[A new anti-mycobacterial agent, rifabutin].

This is a review of non-clinical and clinical study results of rifabutin (Mycobutin, RBT) which was approved as a new anti-mycobacterial agent 38 years after rifampicin (RFP) was approved in Japan. The anti-bacterial actions of RBT were similar to those of RFP, but its potency was stronger (4 to 32 times in MIC90). RBT showed excellent penetration in cells (9 times in neutrophil, 15 times in monocyte, against plasma concentration) and in tissues (5 to 10 times in pulmonary tissue).
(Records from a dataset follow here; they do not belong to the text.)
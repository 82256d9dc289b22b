use clap::{Args, Parser, Subcommand, ValueEnum};
use std::path::PathBuf;

use crate::config::Profile;

#[derive(Debug, Clone, ValueEnum)]
pub enum StoreKind {
    /// Durable JSON file
    Json,
    /// Nothing persists past the process
    Memory,
}

#[derive(Debug, Parser, Clone)]
#[command(name = "tcgtracker", version, about = "Pokémon TCG match and deck tracker")]
pub struct Cli {
    /// TOML config file
    #[arg(long)]
    pub config: Option<PathBuf>,

    /// Configuration profile (overrides TCGTRACKER_PROFILE)
    #[arg(long, value_enum)]
    pub profile: Option<Profile>,

    /// Storage backend
    #[arg(long, value_enum, default_value_t = StoreKind::Json)]
    pub store: StoreKind,

    #[command(subcommand)]
    pub cmd: Command,
}

#[derive(Debug, Subcommand, Clone)]
pub enum Command {
    /// Deck operations
    #[command(subcommand)]
    Deck(DeckCmd),
    /// Match operations
    #[command(subcommand)]
    Match(MatchCmd),
    /// Deck change history, newest first
    History {
        #[arg(long)]
        limit: Option<usize>,
    },
    /// Win/loss statistics
    Stats {
        #[arg(long)]
        deck: Option<String>,
    },
    /// Export data
    #[command(subcommand)]
    Export(ExportCmd),
    /// Import data
    #[command(subcommand)]
    Import(ImportCmd),
    /// Backups of the data file
    #[command(subcommand)]
    Backup(BackupCmd),
    /// Launch the HTTP API with auto-save and auto-backup
    Serve(ServeCmd),
}

#[derive(Debug, Subcommand, Clone)]
pub enum DeckCmd {
    /// Create a deck. Cards are NAME:QTY or NAME:QTY:KIND
    Add {
        name: String,
        #[arg(long = "card")]
        cards: Vec<String>,
    },
    List,
    Show {
        deck: String,
    },
    Edit(DeckEdit),
    Rm {
        deck: String,
    },
    /// Change one card without rewriting the list
    #[command(subcommand)]
    Card(CardCmd),
    /// Set (or with --clear, unset) the current deck
    Use {
        deck: Option<String>,
        #[arg(long, conflicts_with = "deck")]
        clear: bool,
    },
}

#[derive(Debug, Subcommand, Clone)]
pub enum CardCmd {
    /// Add a card or set its quantity: NAME:QTY or NAME:QTY:KIND
    Add { deck: String, card: String },
    Rm { deck: String, name: String },
}

#[derive(Debug, Args, Clone)]
pub struct DeckEdit {
    pub deck: String,
    #[arg(long)]
    pub name: Option<String>,
    /// Replaces the whole card list
    #[arg(long = "card")]
    pub cards: Vec<String>,
}

#[derive(Debug, Subcommand, Clone)]
pub enum MatchCmd {
    Add(MatchAdd),
    List(MatchList),
    Edit(MatchEdit),
    Rm { match_id: String },
}

#[derive(Debug, Args, Clone)]
pub struct MatchAdd {
    /// Deck id or name; defaults to the current deck
    #[arg(long)]
    pub deck: Option<String>,
    #[arg(long)]
    pub opponent: String,
    /// win, loss or draw
    #[arg(long)]
    pub result: String,
    /// you or opponent
    #[arg(long)]
    pub first: Option<String>,
    #[arg(long)]
    pub turns: Option<u8>,
    #[arg(long)]
    pub win_condition: Option<String>,
    #[arg(long)]
    pub notable: Option<String>,
    #[arg(long)]
    pub notes: Option<String>,
    /// RFC 3339 timestamp; defaults to now
    #[arg(long)]
    pub played_at: Option<String>,
}

#[derive(Debug, Args, Clone)]
pub struct MatchList {
    #[arg(long)]
    pub deck: Option<String>,
    #[arg(long)]
    pub opponent: Option<String>,
    #[arg(long)]
    pub result: Option<String>,
    /// Free text over opponent, notes and notable cards
    #[arg(long)]
    pub search: Option<String>,
    /// Newest N only
    #[arg(long)]
    pub limit: Option<usize>,
}

#[derive(Debug, Args, Clone)]
pub struct MatchEdit {
    pub match_id: String,
    #[arg(long)]
    pub deck: Option<String>,
    #[arg(long)]
    pub opponent: Option<String>,
    #[arg(long)]
    pub result: Option<String>,
    #[arg(long)]
    pub first: Option<String>,
    #[arg(long)]
    pub turns: Option<u8>,
    #[arg(long)]
    pub win_condition: Option<String>,
    #[arg(long)]
    pub notable: Option<String>,
    #[arg(long)]
    pub notes: Option<String>,
    #[arg(long, conflicts_with = "notes")]
    pub clear_notes: bool,
}

#[derive(Debug, Subcommand, Clone)]
pub enum ExportCmd {
    /// Full snapshot
    Json { path: PathBuf },
    /// Matches only
    Csv { path: PathBuf, #[arg(long)] deck: Option<String> },
    /// One deck as a text deck list
    Decklist { deck: String, path: PathBuf },
}

#[derive(Debug, Subcommand, Clone)]
pub enum ImportCmd {
    /// Snapshot or legacy export; replaces everything unless --merge
    Json { path: PathBuf, #[arg(long)] merge: bool },
    /// Matches; unknown decks are created by name
    Csv { path: PathBuf },
}

#[derive(Debug, Subcommand, Clone)]
pub enum BackupCmd {
    Create,
    List,
    /// Replace an unreadable data file with the newest usable backup
    Restore,
}

#[derive(Debug, Args, Clone)]
pub struct ServeCmd {
    /// Bind address (host:port); defaults to the configured one
    #[arg(long)]
    pub addr: Option<String>,
}
use std::net::SocketAddr;
use std::path::{Path, PathBuf};

use anyhow::{Context, Result};
use serde::Deserialize;

use super::{AppConfig, LogFormat, Profile};

pub const ENV_PROFILE: &str = "TCGTRACKER_PROFILE";
pub const ENV_DATA_FILE: &str = "TCGTRACKER_DATA_FILE";
pub const ENV_BACKUP_DIR: &str = "TCGTRACKER_BACKUP_DIR";
pub const ENV_MAX_BACKUPS: &str = "TCGTRACKER_MAX_BACKUPS";
pub const ENV_AUTO_SAVE_SECS: &str = "TCGTRACKER_AUTO_SAVE_SECS";
pub const ENV_AUTO_BACKUP_SECS: &str = "TCGTRACKER_AUTO_BACKUP_SECS";
pub const ENV_LOG_LEVEL: &str = "TCGTRACKER_LOG_LEVEL";
pub const ENV_BIND_ADDR: &str = "TCGTRACKER_BIND_ADDR";
pub const ENV_CORS_ORIGINS: &str = "TCGTRACKER_CORS_ORIGINS";

/// Shape of the optional TOML file. Every key may be omitted.
#[derive(Debug, Default, Deserialize)]
#[serde(default, deny_unknown_fields)]
pub struct FileConfig {
    pub profile: Option<Profile>,
    pub store: StoreFile,
    pub maintenance: MaintenanceFile,
    pub logging: LoggingFile,
    pub server: ServerFile,
}

#[derive(Debug, Default, Deserialize)]
#[serde(default, deny_unknown_fields)]
pub struct StoreFile {
    pub data_file: Option<PathBuf>,
    pub backup_dir: Option<PathBuf>,
    pub max_backups: Option<usize>,
    pub seed_sample_data: Option<bool>,
}

#[derive(Debug, Default, Deserialize)]
#[serde(default, deny_unknown_fields)]
pub struct MaintenanceFile {
    pub auto_save_secs: Option<u64>,
    pub auto_backup_secs: Option<u64>,
}

#[derive(Debug, Default, Deserialize)]
#[serde(default, deny_unknown_fields)]
pub struct LoggingFile {
    pub level: Option<String>,
    pub format: Option<LogFormat>,
}

#[derive(Debug, Default, Deserialize)]
#[serde(default, deny_unknown_fields)]
pub struct ServerFile {
    pub bind_addr: Option<String>,
    pub cors_origins: Option<Vec<String>>,
}

/// Loads `.env`, the TOML file at `path` if given, and the process
/// environment, then validates the result.
pub fn load_config(path: Option<&Path>, profile: Option<Profile>) -> Result<AppConfig> {
    dotenvy::dotenv().ok();

    let file = match path {
        Some(p) => read_file(p)?,
        None => FileConfig::default(),
    };
    resolve(
        file,
        |key| std::env::var(key).ok(),
        profile,
        &tcgtracker_json::paths::data_root(),
    )
}

fn read_file(path: &Path) -> Result<FileConfig> {
    let content = std::fs::read_to_string(path)
        .with_context(|| format!("Failed to read config file: {}", path.display()))?;
    toml::from_str(&content).with_context(|| format!("Failed to parse {}", path.display()))
}

/// Layers `file` and `env` over the profile defaults.
pub fn resolve<E>(file: FileConfig, env: E, profile: Option<Profile>, root: &Path) -> Result<AppConfig>
where
    E: Fn(&str) -> Option<String>,
{
    let profile = match profile {
        Some(p) => p,
        None => match env(ENV_PROFILE) {
            Some(v) => v.parse()?,
            None => file.profile.unwrap_or_default(),
        },
    };
    let mut cfg = AppConfig::for_profile(profile, root);

    // File
    if let Some(v) = file.store.data_file {
        cfg.store.data_file = v;
    }
    if let Some(v) = file.store.backup_dir {
        cfg.store.backup_dir = v;
    }
    if let Some(v) = file.store.max_backups {
        cfg.store.max_backups = v;
    }
    if let Some(v) = file.store.seed_sample_data {
        cfg.store.seed_sample_data = v;
    }
    if let Some(v) = file.maintenance.auto_save_secs {
        cfg.maintenance.auto_save_secs = v;
    }
    if let Some(v) = file.maintenance.auto_backup_secs {
        cfg.maintenance.auto_backup_secs = v;
    }
    if let Some(v) = file.logging.level {
        cfg.logging.level = v;
    }
    if let Some(v) = file.logging.format {
        cfg.logging.format = v;
    }
    if let Some(v) = file.server.bind_addr {
        cfg.server.bind_addr = parse_addr(&v)?;
    }
    if let Some(v) = file.server.cors_origins {
        cfg.server.cors_origins = v;
    }

    // Environment
    if let Some(v) = env(ENV_DATA_FILE) {
        cfg.store.data_file = v.into();
    }
    if let Some(v) = env(ENV_BACKUP_DIR) {
        cfg.store.backup_dir = v.into();
    }
    if let Some(v) = env(ENV_MAX_BACKUPS) {
        cfg.store.max_backups = parse_num(ENV_MAX_BACKUPS, &v)?;
    }
    if let Some(v) = env(ENV_AUTO_SAVE_SECS) {
        cfg.maintenance.auto_save_secs = parse_num(ENV_AUTO_SAVE_SECS, &v)?;
    }
    if let Some(v) = env(ENV_AUTO_BACKUP_SECS) {
        cfg.maintenance.auto_backup_secs = parse_num(ENV_AUTO_BACKUP_SECS, &v)?;
    }
    if let Some(v) = env(ENV_LOG_LEVEL) {
        cfg.logging.level = v;
    }
    if let Some(v) = env(ENV_BIND_ADDR) {
        cfg.server.bind_addr = parse_addr(&v)?;
    }
    if let Some(v) = env(ENV_CORS_ORIGINS) {
        cfg.server.cors_origins = v
            .split(',')
            .map(str::trim)
            .filter(|s| !s.is_empty())
            .map(str::to_string)
            .collect();
    }

    validate_config(&cfg)?;
    Ok(cfg)
}

fn parse_num<T: std::str::FromStr>(key: &str, v: &str) -> Result<T>
where
    T::Err: std::error::Error + Send + Sync + 'static,
{
    v.trim()
        .parse()
        .with_context(|| format!("{key} must be a non-negative integer, got {v:?}"))
}

fn parse_addr(v: &str) -> Result<SocketAddr> {
    v.trim()
        .parse()
        .with_context(|| format!("Invalid bind address {v:?} (expected host:port)"))
}

fn validate_config(cfg: &AppConfig) -> Result<()> {
    anyhow::ensure!(
        cfg.store.max_backups >= 1,
        "max_backups must be at least 1, got {}",
        cfg.store.max_backups
    );
    anyhow::ensure!(
        cfg.store.data_file.file_name().is_some(),
        "data_file must name a file, got {}",
        cfg.store.data_file.display()
    );
    anyhow::ensure!(
        cfg.store.backup_dir != cfg.store.data_file,
        "backup_dir and data_file must differ"
    );
    anyhow::ensure!(!cfg.logging.level.trim().is_empty(), "log level must not be empty");
    Ok(())
}
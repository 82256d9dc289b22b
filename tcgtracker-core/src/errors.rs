use std::path::PathBuf;
use thiserror::Error;

#[derive(Debug, Error)]
pub enum CoreError {
    #[error("invalid input: {0}")]
    Validation(String),
    #[error("{kind} not found: {id}")]
    NotFound { kind: &'static str, id: String },
    #[error("store file {} is unreadable: {reason}", path.display())]
    CorruptStore { path: PathBuf, reason: String },
    #[error("storage error: {0}")]
    Io(#[from] std::io::Error),
}

impl CoreError {
    pub fn invalid(msg: impl Into<String>) -> Self {
        CoreError::Validation(msg.into())
    }

    pub fn not_found(kind: &'static str, id: impl ToString) -> Self {
        CoreError::NotFound {
            kind,
            id: id.to_string(),
        }
    }

    /// Errors the caller can surface to the user with the store untouched.
    pub fn is_recoverable(&self) -> bool {
        matches!(self, CoreError::Validation(_) | CoreError::NotFound { .. })
    }
}
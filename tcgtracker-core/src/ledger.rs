//! The canonical in-memory record set and every rule for changing it.
//!
//! Each mutating method validates completely before touching state, so an
//! `Err` always leaves the ledger as it was.

use crate::{
    validate, CardInput, CoreError, DeckChange, DeckId, DeckPatch, DeckRecord, HistoryEntry, MatchId,
    MatchPatch, MatchRecord, NewDeck, NewMatch, Snapshot,
};
use chrono::{DateTime, Utc};
use serde::{Deserialize, Serialize};
use std::collections::{HashMap, HashSet};
use std::str::FromStr;

#[derive(Clone, Copy, Debug, Default, Serialize, Deserialize, PartialEq, Eq)]
#[serde(rename_all = "snake_case")]
pub enum ImportMode {
    /// Discard current records and take the snapshot's.
    #[default]
    Replace,
    /// Upsert snapshot records by id into the current set.
    Merge,
}

impl FromStr for ImportMode {
    type Err = CoreError;

    fn from_str(s: &str) -> Result<Self, Self::Err> {
        match s.trim().to_lowercase().as_str() {
            "replace" => Ok(ImportMode::Replace),
            "merge" => Ok(ImportMode::Merge),
            other => Err(CoreError::invalid(format!("import mode must be replace or merge (got {other:?})"))),
        }
    }
}

#[derive(Clone, Debug, Serialize, Deserialize, PartialEq, Eq)]
pub struct ImportReport {
    pub mode: ImportMode,
    pub decks: usize,
    pub matches: usize,
    pub history: usize,
}

#[derive(Clone, Debug, Default)]
pub struct Ledger {
    decks: HashMap<DeckId, DeckRecord>,
    matches: HashMap<MatchId, MatchRecord>,
    history: Vec<HistoryEntry>,
    current_deck: Option<DeckId>,
}

impl Ledger {
    pub fn new() -> Self {
        Self::default()
    }

    pub fn from_snapshot(snapshot: Snapshot) -> Result<Self, CoreError> {
        snapshot.validate()?;
        Ok(Self {
            decks: snapshot.decks.into_iter().map(|d| (d.id, d)).collect(),
            matches: snapshot.matches.into_iter().map(|m| (m.id, m)).collect(),
            history: snapshot.history,
            current_deck: snapshot.current_deck,
        })
    }

    pub fn snapshot(&self) -> Snapshot {
        let mut snap = Snapshot::empty();
        snap.current_deck = self.current_deck;
        snap.decks = self.decks();
        snap.matches = self.matches(None);
        snap.history = self.history.clone();
        snap
    }

    // ===== Reads =====

    pub fn deck_count(&self) -> usize {
        self.decks.len()
    }

    pub fn match_count(&self) -> usize {
        self.matches.len()
    }

    pub fn decks(&self) -> Vec<DeckRecord> {
        let mut v: Vec<DeckRecord> = self.decks.values().cloned().collect();
        v.sort_by_key(|d| (d.created_at, d.id));
        v
    }

    pub fn deck(&self, id: DeckId) -> Result<&DeckRecord, CoreError> {
        self.decks.get(&id).ok_or_else(|| CoreError::not_found("deck", id))
    }

    pub fn matches(&self, deck_id: Option<DeckId>) -> Vec<MatchRecord> {
        let mut v: Vec<MatchRecord> = self
            .matches
            .values()
            .filter(|m| deck_id.map_or(true, |d| m.deck_id == d))
            .cloned()
            .collect();
        v.sort_by_key(|m| (m.played_at, m.id));
        v
    }

    pub fn get_match(&self, id: MatchId) -> Result<&MatchRecord, CoreError> {
        self.matches.get(&id).ok_or_else(|| CoreError::not_found("match", id))
    }

    pub fn history(&self) -> &[HistoryEntry] {
        &self.history
    }

    pub fn current_deck(&self) -> Option<&DeckRecord> {
        self.current_deck.and_then(|id| self.decks.get(&id))
    }

    // ===== Decks =====

    fn ensure_unique_name(&self, name: &str, except: Option<DeckId>) -> Result<(), CoreError> {
        let key = validate::name_key(name);
        let taken = self
            .decks
            .values()
            .any(|d| Some(d.id) != except && validate::name_key(&d.name) == key);
        if taken {
            return Err(CoreError::invalid(format!("deck name {name:?} already exists")));
        }
        Ok(())
    }

    pub fn add_deck(&mut self, input: NewDeck) -> Result<DeckRecord, CoreError> {
        let name = validate::deck_name(&input.name)?;
        let cards = validate::cards(&input.cards)?;
        self.ensure_unique_name(&name, None)?;

        let deck = DeckRecord::new(name, cards);
        self.history.push(HistoryEntry::new(
            &deck,
            DeckChange::Created,
            format!("new deck with {} cards", deck.total_cards()),
        ));
        self.decks.insert(deck.id, deck.clone());
        Ok(deck)
    }

    pub fn update_deck(&mut self, id: DeckId, patch: DeckPatch) -> Result<DeckRecord, CoreError> {
        let current = self.deck(id)?;
        let mut next = current.clone();
        if let Some(name) = &patch.name {
            next.name = validate::deck_name(name)?;
            self.ensure_unique_name(&next.name, Some(id))?;
        }
        if let Some(cards) = &patch.cards {
            next.cards = validate::cards(cards)?;
        }
        next.updated_at = Utc::now();

        let detail = if current.name != next.name {
            format!("renamed from {:?}", current.name)
        } else {
            format!("{} -> {} cards", current.total_cards(), next.total_cards())
        };
        self.history.push(HistoryEntry::new(&next, DeckChange::Modified, detail));
        self.decks.insert(id, next.clone());
        Ok(next)
    }

    /// Decks still referenced by matches cannot be deleted.
    pub fn delete_deck(&mut self, id: DeckId) -> Result<DeckRecord, CoreError> {
        let deck = self.deck(id)?;
        let refs = self.matches.values().filter(|m| m.deck_id == id).count();
        if refs > 0 {
            return Err(CoreError::invalid(format!(
                "deck {:?} is referenced by {refs} match(es); delete or reassign them first",
                deck.name
            )));
        }

        let deck = self.decks.remove(&id).ok_or_else(|| CoreError::not_found("deck", id))?;
        if self.current_deck == Some(id) {
            self.current_deck = None;
        }
        self.history.push(HistoryEntry::new(
            &deck,
            DeckChange::Deleted,
            format!("removed deck with {} cards", deck.total_cards()),
        ));
        Ok(deck)
    }

    /// Sets a card's quantity, adding the card when the deck doesn't list it.
    /// Without an explicit kind, an existing card keeps its kind.
    pub fn upsert_card(&mut self, id: DeckId, card: CardInput) -> Result<DeckRecord, CoreError> {
        let mut next = self.deck(id)?.clone();
        let mut entry = validate::card(&card)?;
        let key = validate::name_key(&entry.name);

        let (change, detail) = match next.cards.iter_mut().find(|c| validate::name_key(&c.name) == key) {
            Some(existing) => {
                let detail = format!("{} ({}→{})", existing.name, existing.quantity, entry.quantity);
                if card.kind.as_deref().map_or(true, |k| k.trim().is_empty()) {
                    entry.kind = existing.kind;
                }
                existing.quantity = entry.quantity;
                existing.kind = entry.kind;
                (DeckChange::Modified, detail)
            }
            None => {
                let detail = format!("{} ({})", entry.name, entry.quantity);
                next.cards.push(entry);
                (DeckChange::CardAdded, detail)
            }
        };
        validate::check_cards(&next.cards)?;
        next.updated_at = Utc::now();

        self.history.push(HistoryEntry::new(&next, change, detail));
        self.decks.insert(id, next.clone());
        Ok(next)
    }

    pub fn remove_card(&mut self, id: DeckId, card_name: &str) -> Result<DeckRecord, CoreError> {
        let mut next = self.deck(id)?.clone();
        let key = validate::name_key(card_name);
        let pos = next
            .cards
            .iter()
            .position(|c| validate::name_key(&c.name) == key)
            .ok_or_else(|| CoreError::not_found("card", card_name.trim()))?;
        let removed = next.cards.remove(pos);
        next.updated_at = Utc::now();

        self.history.push(HistoryEntry::new(
            &next,
            DeckChange::CardRemoved,
            format!("{} ({})", removed.name, removed.quantity),
        ));
        self.decks.insert(id, next.clone());
        Ok(next)
    }

    pub fn set_current_deck(&mut self, id: Option<DeckId>) -> Result<Option<DeckRecord>, CoreError> {
        let deck = match id {
            Some(id) => Some(self.deck(id)?.clone()),
            None => None,
        };
        self.current_deck = id;
        Ok(deck)
    }

    // ===== Matches =====

    pub fn add_match(&mut self, input: NewMatch) -> Result<MatchRecord, CoreError> {
        let m = validate::new_match(&input)?;
        self.require_deck(m.deck_id)?;
        self.matches.insert(m.id, m.clone());
        Ok(m)
    }

    pub fn update_match(&mut self, id: MatchId, patch: MatchPatch) -> Result<MatchRecord, CoreError> {
        let next = validate::patch_match(self.get_match(id)?, &patch)?;
        self.require_deck(next.deck_id)?;
        self.matches.insert(id, next.clone());
        Ok(next)
    }

    pub fn delete_match(&mut self, id: MatchId) -> Result<MatchRecord, CoreError> {
        self.matches.remove(&id).ok_or_else(|| CoreError::not_found("match", id))
    }

    fn require_deck(&self, id: DeckId) -> Result<(), CoreError> {
        if !self.decks.contains_key(&id) {
            return Err(CoreError::invalid(format!("deck {id} does not exist")));
        }
        Ok(())
    }

    // ===== Snapshots =====

    pub fn import(&mut self, snapshot: Snapshot, mode: ImportMode) -> Result<ImportReport, CoreError> {
        let mut report = ImportReport {
            mode,
            decks: snapshot.decks.len(),
            matches: snapshot.matches.len(),
            history: snapshot.history.len(),
        };

        let next = match mode {
            ImportMode::Replace => Ledger::from_snapshot(snapshot)?,
            ImportMode::Merge => {
                snapshot.validate_records()?;
                let mut draft = self.clone();
                for d in snapshot.decks {
                    draft.decks.insert(d.id, d);
                }
                for m in snapshot.matches {
                    draft.matches.insert(m.id, m);
                }
                // Entries already on record are skipped so re-merging an export is a no-op.
                let mut seen: HashSet<(DateTime<Utc>, Option<DeckId>, DeckChange, String)> = draft
                    .history
                    .iter()
                    .map(history_key)
                    .collect();
                let before = draft.history.len();
                for h in snapshot.history {
                    if seen.insert(history_key(&h)) {
                        draft.history.push(h);
                    }
                }
                report.history = draft.history.len() - before;
                if snapshot.current_deck.is_some() {
                    draft.current_deck = snapshot.current_deck;
                }
                draft.history.push(HistoryEntry {
                    at: Utc::now(),
                    deck_id: None,
                    deck_name: String::new(),
                    change: DeckChange::Imported,
                    detail: format!("merged {} decks and {} matches", report.decks, report.matches),
                });
                // The merged whole must hold together, not just the incoming part.
                draft.snapshot().validate()?;
                draft
            }
        };

        *self = next;
        Ok(report)
    }
}

fn history_key(h: &HistoryEntry) -> (DateTime<Utc>, Option<DeckId>, DeckChange, String) {
    (h.at, h.deck_id, h.change, h.detail.clone())
}
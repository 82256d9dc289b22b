use crate::{CardInput, NewDeck};

/// Starter decks written into a brand-new store when seeding is enabled.
pub fn sample_decks() -> Vec<NewDeck> {
    vec![
        NewDeck::new(
            "Pikachu ex",
            vec![
                CardInput::new("Pikachu ex", 3),
                CardInput::new("Raichu", 2),
                CardInput::new("Professor's Research", 4).with_kind("trainer"),
                CardInput::new("Ultra Ball", 4).with_kind("trainer"),
                CardInput::new("Electric Energy", 12).with_kind("energy"),
            ],
        ),
        NewDeck::new(
            "Charizard ex",
            vec![
                CardInput::new("Charizard ex", 3),
                CardInput::new("Charmander", 4),
                CardInput::new("Arcanine ex", 2),
                CardInput::new("Professor's Research", 4).with_kind("trainer"),
                CardInput::new("Fire Energy", 10).with_kind("energy"),
            ],
        ),
    ]
}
Clinical efficacy of RBT (150 mg, as well as 300 mg daily) was comparable to that of RFP 600 mg daily, in the treatment of newly diagnosed tuberculosis, drug-resistant tuberculosis, and the NTM diseases. In addition, RBT 300 mg showed significant prophylactic effect on the development of disseminated MAC infection in HIV positive subjects. Most of the adverse events of RBT were the same as those of RFP, including drug-drug interactions related to the induction of CYP3A4. The concomitant use of RBT (over 450 mg) with clarithromycin induces uveitis, which warrants special attention. It is expected that the efficacy and safety of RBT in Japanese subjects will be evaluated in Japan through the accumulation of clinical experience.